Walk towards the ferry pier in Coloane Village, then turn right, and trek over the hill until you see a row of eerie, abandoned shipyards on your left. Keep walking until you reach a jumble of colorful, corrugated iron houses. This is Lai Chi Vun Village, where most of Coloane’s boat builders used to live. A little further ahead is Hon Kee Café… essentially a large open shed with just four wooden tables, ringed by tall trees, which provide additional shade and almost cause you to miss the unassuming place altogether.

I must have walked past this gem a hundred times, never giving it a second thought. Then, one day not too long ago, a local woman told me about Ah Hon, owner of Hon Kee Café. Both, man and café, turn out to be nothing less than local legends…

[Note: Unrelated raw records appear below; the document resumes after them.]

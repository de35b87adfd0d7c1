//! User configuration for marginalia.
//!
//! Read from `$XDG_CONFIG_HOME/marginalia/config.toml` (or
//! `~/.config/marginalia/config.toml`). Every field has a default, and a
//! missing or malformed file is a soft failure: the problem is logged and
//! defaults are used.

use std::path::{Path, PathBuf};

use marginalia_core::{CommentPermission, LayoutMetrics, User};
use serde::Deserialize;
use tracing::warn;

/// Returns the path to the marginalia config file.
pub fn config_path() -> PathBuf {
    let base = std::env::var("XDG_CONFIG_HOME")
        .ok()
        .map(PathBuf::from)
        .or_else(|| {
            std::env::var("HOME")
                .ok()
                .map(|h| PathBuf::from(h).join(".config"))
        })
        .unwrap_or_else(|| PathBuf::from(".config"));
    base.join("marginalia").join("config.toml")
}

#[derive(Debug, Clone, Deserialize)]
#[serde(default)]
pub struct Config {
    pub theme: String,
    pub db_path: PathBuf,
    /// Who may write comments.
    pub comment_permission: CommentPermission,
    /// Who may see comments.
    pub view_permission: CommentPermission,
    /// Organisation owning the docs, for `team` permissions.
    pub repo_owner: String,
    pub user: UserConfig,
    /// Delete rows on resolve instead of flagging them.
    pub delete_on_resolve: bool,
    /// Open the sidebar when a page loads.
    pub auto_show_comments: bool,
    pub layout: LayoutConfig,
}

impl Default for Config {
    fn default() -> Self {
        Self {
            theme: "catppuccin-mocha".to_owned(),
            db_path: PathBuf::from(".marginalia/comments.db"),
            comment_permission: CommentPermission::Anon,
            view_permission: CommentPermission::Anon,
            repo_owner: String::new(),
            user: UserConfig::default(),
            delete_on_resolve: false,
            auto_show_comments: true,
            layout: LayoutConfig::default(),
        }
    }
}

/// The signed-in reader. An empty name means nobody is signed in.
#[derive(Debug, Clone, Default, Deserialize)]
#[serde(default)]
pub struct UserConfig {
    pub name: String,
    pub orgs: Vec<String>,
}

/// Card placement in terminal rows.
#[derive(Debug, Clone, Copy, Deserialize)]
#[serde(default)]
pub struct LayoutConfig {
    /// Height assumed for a card before it is first drawn.
    pub card_height: u16,
    pub spacing: u16,
    /// Rows a card is pulled above its anchor line.
    pub offset: u16,
}

impl Default for LayoutConfig {
    fn default() -> Self {
        Self {
            card_height: 5,
            spacing: 1,
            offset: 0,
        }
    }
}

impl Config {
    /// Loads `path`, falling back to defaults on any error.
    pub fn load(path: &Path) -> Self {
        let raw = match std::fs::read_to_string(path) {
            Ok(s) => s,
            Err(_) => return Self::default(),
        };
        Self::parse(&raw).unwrap_or_else(|e| {
            warn!(path = %path.display(), error = %e, "config parse error, using defaults");
            Self::default()
        })
    }

    pub fn parse(raw: &str) -> Result<Self, toml::de::Error> {
        toml::from_str(raw)
    }

    pub fn user(&self) -> Option<User> {
        let name = self.user.name.trim();
        if name.is_empty() {
            return None;
        }
        Some(User {
            name: name.to_owned(),
            orgs: self.user.orgs.clone(),
        })
    }

    pub fn metrics(&self) -> LayoutMetrics {
        LayoutMetrics {
            offset: f64::from(self.layout.offset),
            spacing: f64::from(self.layout.spacing),
            fallback_height: f64::from(self.layout.card_height.max(1)),
        }
    }
}

#[cfg(test)]
mod tests {
    use super::*;

    #[test]
    fn empty_file_is_all_defaults() {
        let config = Config::parse("").unwrap();
        assert_eq!(config.theme, "catppuccin-mocha");
        assert_eq!(config.db_path, PathBuf::from(".marginalia/comments.db"));
        assert_eq!(config.comment_permission, CommentPermission::Anon);
        assert!(config.auto_show_comments);
        assert!(config.user().is_none());
        assert_eq!(config.metrics().fallback_height, 5.0);
    }

    #[test]
    fn partial_tables_keep_remaining_defaults() {
        let config = Config::parse(
            r#"
            comment_permission = "team"
            repo_owner = "acme"
            delete_on_resolve = true

            [user]
            name = "ada"
            orgs = ["Acme"]

            [layout]
            spacing = 2
            "#,
        )
        .unwrap();
        assert_eq!(config.comment_permission, CommentPermission::Team);
        assert_eq!(config.view_permission, CommentPermission::Anon);
        assert!(config.delete_on_resolve);
        let user = config.user().unwrap();
        assert!(user.is_in_org("acme"));
        let metrics = config.metrics();
        assert_eq!(metrics.spacing, 2.0);
        assert_eq!(metrics.offset, 0.0);
        assert_eq!(metrics.fallback_height, 5.0);
    }

    #[test]
    fn unknown_permission_level_is_an_error() {
        assert!(Config::parse(r#"comment_permission = "admins""#).is_err());
    }

    #[test]
    fn missing_file_falls_back_to_defaults() {
        let config = Config::load(Path::new("/nonexistent/marginalia/config.toml"));
        assert_eq!(config.theme, "catppuccin-mocha");
    }
}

Many years ago, Ah Hon was one of the young boat builders working in the shipyards. In 1986, an accident with a rusty saw nearly severed his left arm just above the elbow. Two bones, muscles, and blood vessels were gone. Ah Hon almost lost his life that day due to severe blood loss. In the weeks that followed, his body fought against life-threatening infections. His doctors urged him to amputate the arm but, as our stubborn local hero let CNN know during an interview in 2013, “I told the surgeon I’d rather not live than live without my arm.”

Thankfully, Ah Hon’s body won the battle against the infections. However, many surgeries and experimental nerve transplants later, Ah Hon’s arm had shrunk to the circumference of a thin bamboo stick. It was clear, he would never be able to work as a boat builder again.

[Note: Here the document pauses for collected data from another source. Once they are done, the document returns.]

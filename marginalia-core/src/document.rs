//! Arena-backed document tree the comment overlay anchors into.
//!
//! The host renders a page into a [`Document`]; the core only reads text
//! content and inserts or removes marker wrappers. Node handles are plain
//! indices into the arena, so they stay valid for the lifetime of the
//! document even after a node is detached. Detached nodes are never reused.

use std::cmp::Ordering;
use std::collections::HashMap;

/// Handle to a node inside a [`Document`].
#[derive(Debug, Clone, Copy, PartialEq, Eq, Hash, PartialOrd, Ord)]
pub struct NodeId(usize);

impl NodeId {
    /// Arena index of this node.
    pub fn index(self) -> usize {
        self.0
    }
}

/// An element's tag name and attributes, in source order.
#[derive(Debug, Clone, PartialEq, Eq)]
pub struct Element {
    pub tag: String,
    pub attrs: Vec<(String, String)>,
}

impl Element {
    /// Creates an element with no attributes. The tag is lowercased.
    pub fn new(tag: impl Into<String>) -> Self {
        Self {
            tag: tag.into().to_ascii_lowercase(),
            attrs: Vec::new(),
        }
    }

    /// Builder-style attribute setter.
    pub fn with_attr(mut self, name: impl Into<String>, value: impl Into<String>) -> Self {
        self.set_attr(name, value);
        self
    }

    pub fn attr(&self, name: &str) -> Option<&str> {
        self.attrs
            .iter()
            .find(|(k, _)| k == name)
            .map(|(_, v)| v.as_str())
    }

    /// Sets `name` to `value`, replacing an existing value in place.
    pub fn set_attr(&mut self, name: impl Into<String>, value: impl Into<String>) {
        let name = name.into();
        let value = value.into();
        match self.attrs.iter_mut().find(|(k, _)| *k == name) {
            Some(slot) => slot.1 = value,
            None => self.attrs.push((name, value)),
        }
    }

    /// Returns `true` if the whitespace-separated `class` attribute contains `class`.
    pub fn has_class(&self, class: &str) -> bool {
        self.attr("class")
            .is_some_and(|v| v.split_whitespace().any(|c| c == class))
    }

    /// Adds or removes `class` from the `class` attribute.
    pub fn toggle_class(&mut self, class: &str, on: bool) {
        let mut classes: Vec<String> = self
            .attr("class")
            .map(|v| v.split_whitespace().map(str::to_owned).collect())
            .unwrap_or_default();
        let present = classes.iter().any(|c| c == class);
        if on && !present {
            classes.push(class.to_owned());
        } else if !on && present {
            classes.retain(|c| c != class);
        } else {
            return;
        }
        self.set_attr("class", classes.join(" "));
    }
}

/// Payload of a node: an element or a run of text.
#[derive(Debug, Clone, PartialEq, Eq)]
pub enum NodeData {
    Element(Element),
    Text(String),
}

#[derive(Debug, Clone)]
struct Node {
    parent: Option<NodeId>,
    children: Vec<NodeId>,
    data: NodeData,
}

/// Rejected tree mutation.
#[derive(Debug, Clone, PartialEq, Eq, thiserror::Error)]
pub enum DomError {
    #[error("node {0:?} is not a text node")]
    NotText(NodeId),
    #[error("node {0:?} is not an element")]
    NotElement(NodeId),
    #[error("range {start}..{end} cannot be surrounded in a {len}-byte text node")]
    BadRange { start: usize, end: usize, len: usize },
    #[error("node {0:?} has no parent")]
    Detached(NodeId),
}

/// A selection boundary point, DOM-style.
///
/// For text nodes `offset` is a byte offset into the text; for elements it is
/// a child index (`children.len()` means "after the last child").
#[derive(Debug, Clone, Copy, PartialEq, Eq)]
pub struct Boundary {
    pub node: NodeId,
    pub offset: usize,
}

impl Boundary {
    pub fn new(node: NodeId, offset: usize) -> Self {
        Self { node, offset }
    }
}

/// The document tree. Always has a root element.
#[derive(Debug, Clone)]
pub struct Document {
    nodes: Vec<Node>,
    root: NodeId,
}

impl Default for Document {
    fn default() -> Self {
        Self::new()
    }
}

At a loss of how to earn a living and provide for his family, Ah Hon began thinking of transforming one of the abandoned buildings in his village into a café for the boat builders. His first application for a restaurant license was rejected by the government. Not willing to give up, Ah Hon wrote a letter to the Portuguese mayor of Macau, imploring him to interject on his behalf. The mayor did… and the government authorities relented.

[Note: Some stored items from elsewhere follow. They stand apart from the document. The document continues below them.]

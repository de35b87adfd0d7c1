//! Text Locator: finds where a stored anchor sits in a freshly rendered tree.
//!
//! The search is node-local. Every searchable text node is tried in document
//! order against four candidate strings, most context first:
//!
//! 1. `before text after`
//! 2. `before text`
//! 3. `text after`
//! 4. `text`
//!
//! An occurrence is accepted only if the nearest enclosing (non-marker)
//! element also contains the tail of `before` and the head of `after`, which
//! keeps a common word from matching the wrong paragraph. When nothing passes
//! that check but `text` occurs exactly once under the root, that single
//! occurrence is taken: the context drifted, the fragment did not.
//!
//! Whitespace runs are collapsed to one space on both sides before comparing,
//! so reflowed source (`hello\n    world`) still matches `hello world`.
//! Offsets in the returned [`TextMatch`] are raw byte offsets into the node.

use tracing::trace;

use crate::document::{Document, Element, NodeId};
use crate::highlight::is_marker;
use crate::types::{Anchor, Comment, CommentKind};

/// Attribute that flags a subtree as comment UI, never searched.
pub const COMMENT_UI_ATTR: &str = "data-comment-ui";

/// Element id of the comment sidebar, never searched.
pub const COMMENT_SIDEBAR_ID: &str = "comment-sidebar";

/// Label used for images without alt text.
pub const IMAGE_PLACEHOLDER: &str = "[Image]";

/// How many characters of each context window the plausibility check uses.
const CONTEXT_EDGE_CHARS: usize = 10;

/// Which candidate produced a match.
#[derive(Debug, Clone, Copy, PartialEq, Eq)]
pub enum MatchTier {
    /// `before text after`
    Full,
    /// `before text`
    Before,
    /// `text after`
    After,
    /// `text` alone, context still plausible.
    TextOnly,
    /// `text` alone and the only occurrence under the root.
    Unique,
}

/// A located fragment: bytes `start..end` of text node `node`.
#[derive(Debug, Clone, Copy, PartialEq, Eq)]
pub struct TextMatch {
    pub node: NodeId,
    pub start: usize,
    pub end: usize,
    pub tier: MatchTier,
}

/// A located anchor of either kind.
#[derive(Debug, Clone, Copy, PartialEq, Eq)]
pub enum AnchorTarget {
    Text(TextMatch),
    Image(NodeId),
}

impl AnchorTarget {
    /// The node the anchor lives in (the text node or the `img` element).
    pub fn node(&self) -> NodeId {
        match self {
            AnchorTarget::Text(m) => m.node,
            AnchorTarget::Image(id) => *id,
        }
    }
}

/// `true` if `id` is inside (or is) a subtree flagged as comment UI.
pub fn is_comment_ui(doc: &Document, id: NodeId) -> bool {
    doc.closest(id, is_comment_ui_element).is_some()
}

fn is_comment_ui_element(el: &Element) -> bool {
    el.attr(COMMENT_UI_ATTR).is_some() || el.attr("id") == Some(COMMENT_SIDEBAR_ID)
}

/// Non-blank text nodes under `root` in document order, comment UI excluded.
pub fn searchable_text_nodes(doc: &Document, root: NodeId) -> Vec<NodeId> {
    if is_comment_ui(doc, root) {
        return Vec::new();
    }
    let mut out = Vec::new();
    let mut stack = vec![root];
    while let Some(id) = stack.pop() {
        if let Some(text) = doc.text(id) {
            if !text.trim().is_empty() {
                out.push(id);
            }
            continue;
        }
        if doc.element(id).is_some_and(is_comment_ui_element) {
            continue;
        }
        stack.extend(doc.children(id).iter().rev().copied());
    }
    out
}

/// Collapses whitespace runs to single spaces and trims the ends.
pub fn squash_whitespace(s: &str) -> String {
    s.split_whitespace().collect::<Vec<_>>().join(" ")
}

/// Node text with whitespace runs collapsed, plus a map back to raw offsets.
struct Collapsed {
    text: String,
    /// `offsets[i]` is the raw byte offset of collapsed byte `i`;
    /// the final entry is the raw length.
    offsets: Vec<usize>,
}

impl Collapsed {
    fn new(raw: &str) -> Self {
        let mut text = String::with_capacity(raw.len());
        let mut offsets = Vec::with_capacity(raw.len() + 1);
        let mut in_space = false;
        for (i, ch) in raw.char_indices() {
            if ch.is_whitespace() {
                if in_space {
                    continue;
                }
                in_space = true;
                text.push(' ');
                offsets.push(i);
            } else {
                in_space = false;
                text.push(ch);
                for k in 0..ch.len_utf8() {
                    offsets.push(i + k);
                }
            }
        }
        offsets.push(raw.len());
        Self { text, offsets }
    }

    fn raw_range(&self, start: usize, end: usize) -> (usize, usize) {
        (self.offsets[start], self.offsets[end])
    }
}

struct Candidate {
    full: String,
    /// Byte length of the context in front of `text` inside `full`.
    prefix: usize,
    tier: MatchTier,
}

fn candidates(before: &str, text: &str, after: &str) -> Vec<Candidate> {
    let prefix = if before.is_empty() { 0 } else { before.len() + 1 };
    let mut out = Vec::with_capacity(4);
    if !before.is_empty() || !after.is_empty() {
        let full = [before, text, after]
            .iter()
            .filter(|p| !p.is_empty())
            .copied()
            .collect::<Vec<_>>()
            .join(" ");
        out.push(Candidate {
            full,
            prefix,
            tier: MatchTier::Full,
        });
    }
    if !before.is_empty() && !after.is_empty() {
        out.push(Candidate {
            full: format!("{before} {text}"),
            prefix,
            tier: MatchTier::Before,
        });
        out.push(Candidate {
            full: format!("{text} {after}"),
            prefix: 0,
            tier: MatchTier::After,
        });
    }
    out.push(Candidate {
        full: text.to_owned(),
        prefix: 0,
        tier: MatchTier::TextOnly,
    });
    out
}

fn last_chars(s: &str, n: usize) -> &str {
    if n == 0 {
        return "";
    }
    match s.char_indices().rev().nth(n - 1) {
        Some((i, _)) => &s[i..],
        None => s,
    }
}

fn first_chars(s: &str, n: usize) -> &str {
    match s.char_indices().nth(n) {
        Some((i, _)) => &s[..i],
        None => s,
    }
}

/// Does the element around `node` still carry the anchor's context?
fn context_plausible(doc: &Document, node: NodeId, before: &str, after: &str) -> bool {
    if before.is_empty() && after.is_empty() {
        return true;
    }
    let Some(scope) = doc
        .ancestors(node)
        .find(|n| doc.element(*n).is_some_and(|e| !is_marker(e)))
    else {
        return false;
    };
    let haystack = squash_whitespace(&doc.text_content(scope));
    let tail = last_chars(before, CONTEXT_EDGE_CHARS);
    let head = first_chars(after, CONTEXT_EDGE_CHARS);
    haystack.contains(tail) && haystack.contains(head)
}

/// Finds `anchor` under `root`.
///
/// Returns `None` for an empty anchor text or when no candidate is both
/// present and plausible (and `text` is not unique either). Fragments that
/// cross text-node boundaries are not found.
pub fn locate(doc: &Document, root: NodeId, anchor: &Anchor) -> Option<TextMatch> {
    let text = squash_whitespace(anchor.text());
    if text.is_empty() {
        return None;
    }
    let before = squash_whitespace(anchor.context_before());
    let after = squash_whitespace(anchor.context_after());
    let candidates = candidates(&before, &text, &after);

    let nodes: Vec<(NodeId, Collapsed)> = searchable_text_nodes(doc, root)
        .into_iter()
        .filter_map(|n| doc.text(n).map(|t| (n, Collapsed::new(t))))
        .collect();

    'nodes: for (node, collapsed) in &nodes {
        for cand in &candidates {
            let Some(at) = collapsed.text.find(&cand.full) else {
                continue;
            };
            if !context_plausible(doc, *node, &before, &after) {
                continue 'nodes;
            }
            let start = at + cand.prefix;
            let (start, end) = collapsed.raw_range(start, start + text.len());
            return Some(TextMatch {
                node: *node,
                start,
                end,
                tier: cand.tier,
            });
        }
    }

    // Context drifted everywhere. Accept `text` only if it is unambiguous.
    // Occurrences may overlap ("aa" twice in "aaa"), so step one char at a time.
    let step = text.chars().next().map_or(1, char::len_utf8);
    let mut only = None;
    for (node, collapsed) in &nodes {
        let mut from = 0;
        while let Some(found) = collapsed.text[from..].find(text.as_str()) {
            let at = from + found;
            from = at + step;
            if only.is_some() {
                trace!(text = %text, "anchor text is ambiguous without context");
                return None;
            }
            let (start, end) = collapsed.raw_range(at, at + text.len());
            only = Some(TextMatch {
                node: *node,
                start,
                end,
                tier: MatchTier::Unique,
            });
        }
    }
    only
}

/// Accessible label of an image element: trimmed `alt`, or the placeholder.
pub fn image_label(doc: &Document, img: NodeId) -> String {
    match doc.attr(img, "alt").map(str::trim) {
        Some(alt) if !alt.is_empty() => alt.to_owned(),
        _ => IMAGE_PLACEHOLDER.to_owned(),
    }
}

/// Finds the `img` an image comment points at.
///
/// A known `src` wins; otherwise the first image whose label equals `label`.
pub fn locate_image(
    doc: &Document,
    root: NodeId,
    label: &str,
    src: Option<&str>,
) -> Option<NodeId> {
    if is_comment_ui(doc, root) {
        return None;
    }
    let mut images = Vec::new();
    let mut stack = vec![root];
    while let Some(id) = stack.pop() {
        let Some(el) = doc.element(id) else { continue };
        if is_comment_ui_element(el) {
            continue;
        }
        if el.tag == "img" {
            images.push(id);
        }
        stack.extend(doc.children(id).iter().rev().copied());
    }

    if let Some(src) = src.filter(|s| !s.is_empty()) {
        if let Some(hit) = images.iter().find(|i| doc.attr(**i, "src") == Some(src)) {
            return Some(*hit);
        }
    }
    let label = label.trim();
    images.into_iter().find(|i| image_label(doc, *i) == label)
}

/// Locates a comment's anchor according to its kind.
pub fn locate_target(doc: &Document, root: NodeId, comment: &Comment) -> Option<AnchorTarget> {
    match comment.kind {
        CommentKind::Text => locate(doc, root, comment.anchor()).map(AnchorTarget::Text),
        CommentKind::Image => {
            locate_image(doc, root, comment.text(), comment.src.as_deref()).map(AnchorTarget::Image)
        }
    }
}

#[cfg(test)]
mod tests {
    use super::*;
    use crate::html;

    fn matched<'a>(doc: &'a Document, m: &TextMatch) -> &'a str {
        &doc.text(m.node).unwrap()[m.start..m.end]
    }

    #[test]
    fn full_context_candidate_matches_first() {
        let doc = html::parse("<article><p>Then we say hello world today and leave.</p></article>")
            .unwrap();
        let anchor = Anchor::new("hello world", "say", "today");
        let m = locate(&doc, doc.root(), &anchor).unwrap();
        assert_eq!(matched(&doc, &m), "hello world");
        assert_eq!(m.tier, MatchTier::Full);
    }

    #[test]
    fn drifted_context_falls_back_to_unique_text() {
        let doc = html::parse("<article><p>Then we greet hello world now and leave.</p></article>")
            .unwrap();
        let anchor = Anchor::new("hello world", "say", "today");
        let m = locate(&doc, doc.root(), &anchor).unwrap();
        assert_eq!(matched(&doc, &m), "hello world");
        assert_eq!(m.tier, MatchTier::Unique);
    }

    #[test]
    fn overlapping_occurrences_are_ambiguous() {
        let doc = html::parse("<p>the aaa key</p>").unwrap();
        let anchor = Anchor::new("aa", "press", "twice");
        assert_eq!(locate(&doc, doc.root(), &anchor), None);
    }

    #[test]
    fn context_picks_the_right_paragraph() {
        let doc = html::parse("<p>first the cat sat</p><p>second a dog sat</p>").unwrap();
        let anchor = Anchor::new("sat", "a dog", "");
        let m = locate(&doc, doc.root(), &anchor).unwrap();
        assert_eq!(doc.text(m.node), Some("second a dog sat"));
        assert_eq!(matched(&doc, &m), "sat");
    }

    #[test]
    fn context_picks_the_right_occurrence_within_a_node() {
        let doc = html::parse("<p>the cat sat, then a dog sat</p>").unwrap();
        let anchor = Anchor::new("sat", "a dog", "");
        let m = locate(&doc, doc.root(), &anchor).unwrap();
        assert_eq!(m.start, "the cat sat, then a dog ".len());
    }

    #[test]
    fn repeated_text_without_plausible_context_is_not_found() {
        let doc = html::parse("<p>a word here</p><p>a word there</p>").unwrap();
        let anchor = Anchor::new("word", "nothing like it", "");
        assert_eq!(locate(&doc, doc.root(), &anchor), None);
    }

    #[test]
    fn comment_ui_is_never_searched() {
        let doc = html::parse(
            r#"<aside id="comment-sidebar"><p>say hello world today</p></aside><p>we say hello world today</p>"#,
        )
        .unwrap();
        let anchor = Anchor::new("hello world", "say", "today");
        let m = locate(&doc, doc.root(), &anchor).unwrap();
        assert_eq!(doc.text(m.node), Some("we say hello world today"));

        let only_ui =
            html::parse(r#"<div data-comment-ui="card"><p>hello world</p></div>"#).unwrap();
        assert_eq!(locate(&only_ui, only_ui.root(), &anchor), None);
    }

    #[test]
    fn whitespace_runs_are_collapsed() {
        let doc = html::parse("<p>say   hello\n      world today</p>").unwrap();
        let anchor = Anchor::new("hello world", "say", "today");
        let m = locate(&doc, doc.root(), &anchor).unwrap();
        assert_eq!(matched(&doc, &m), "hello\n      world");
        assert_eq!(m.tier, MatchTier::Full);
    }

    #[test]
    fn empty_or_missing_text_is_not_found() {
        let doc = html::parse("<p>say hello world today</p>").unwrap();
        assert_eq!(locate(&doc, doc.root(), &Anchor::new("  ", "say", "")), None);
        assert_eq!(locate(&doc, doc.root(), &Anchor::new("goodbye", "", "")), None);
    }

    #[test]
    fn text_split_by_inline_markup_is_not_found() {
        let doc = html::parse("<p>say hello <em>world</em> today</p>").unwrap();
        assert_eq!(locate(&doc, doc.root(), &Anchor::new("hello world", "", "")), None);
    }

    #[test]
    fn multibyte_offsets_stay_on_char_boundaries() {
        let doc = html::parse("<p>naïve café  au lait</p>").unwrap();
        let m = locate(&doc, doc.root(), &Anchor::new("café au", "naïve", "")).unwrap();
        assert_eq!(matched(&doc, &m), "café  au");
    }

    #[test]
    fn matching_uses_context_edges() {
        assert_eq!(last_chars("the quick brown fox", 10), " brown fox");
        assert_eq!(first_chars("jumps over the lazy dog", 10), "jumps over");
        assert_eq!(last_chars("fox", 10), "fox");
        assert_eq!(first_chars("", 10), "");
    }

    #[test]
    fn images_match_by_src_then_label() {
        let doc = html::parse(
            r#"<p><img src="/a.png" alt="Architecture"><img src="/b.png"></p>"#,
        )
        .unwrap();
        let by_src = locate_image(&doc, doc.root(), "whatever", Some("/b.png")).unwrap();
        assert_eq!(doc.attr(by_src, "src"), Some("/b.png"));

        let by_alt = locate_image(&doc, doc.root(), "Architecture", None).unwrap();
        assert_eq!(doc.attr(by_alt, "src"), Some("/a.png"));

        let placeholder = locate_image(&doc, doc.root(), IMAGE_PLACEHOLDER, Some("/gone.png"))
            .unwrap();
        assert_eq!(doc.attr(placeholder, "src"), Some("/b.png"));
    }
}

Despite his weak left arm, or rather, as a self-made form of physiotherapy, Ah Hon began building his café all by himself. He fortified the structure of the abandoned shed. He built his own furniture. By the time he opened Hon Kee Café in 1991, Ah Hon’s mangled arm had regained a little of its functionality and strength. This was encouraging, but compared to its former brawniness, the arm still felt useless.

What else could Ah Hon do?

Kung Fu, a simple wood stove, and coffee provided the answer.

Ah Hon built himself a wooden dummy in a small alcove inside the café and began practicing Kung Fu on it. “I am no Kung Fu Master,” he says, “but practicing daily on the dummy certainly helped me regain my physical power.” To exercise even more, he bought the heaviest axe he could find and pushed himself to chop wood for his coffee stove on a daily basis.

During the café’s early days, a foreign couple stumbled upon it. They decided to escape the afternoon heat and have an iced coffee in the shade. Soon, they engaged in lively conversation with Ah Hon and suggested to him to hand-beat his coffee, to lend it a unique strong texture and taste. Ah Hon dismissed the idea at the time. Then, one day the famous Hong Kong actor Chow Yun Fat stopped by and ordered a coffee. Star struck and embarrassed to serve the great international movie star a regular cup, Ah Hon remembered what the couple had taught him and made his very first hand-beaten coffee.

He has been hand-beating his coffee ever since.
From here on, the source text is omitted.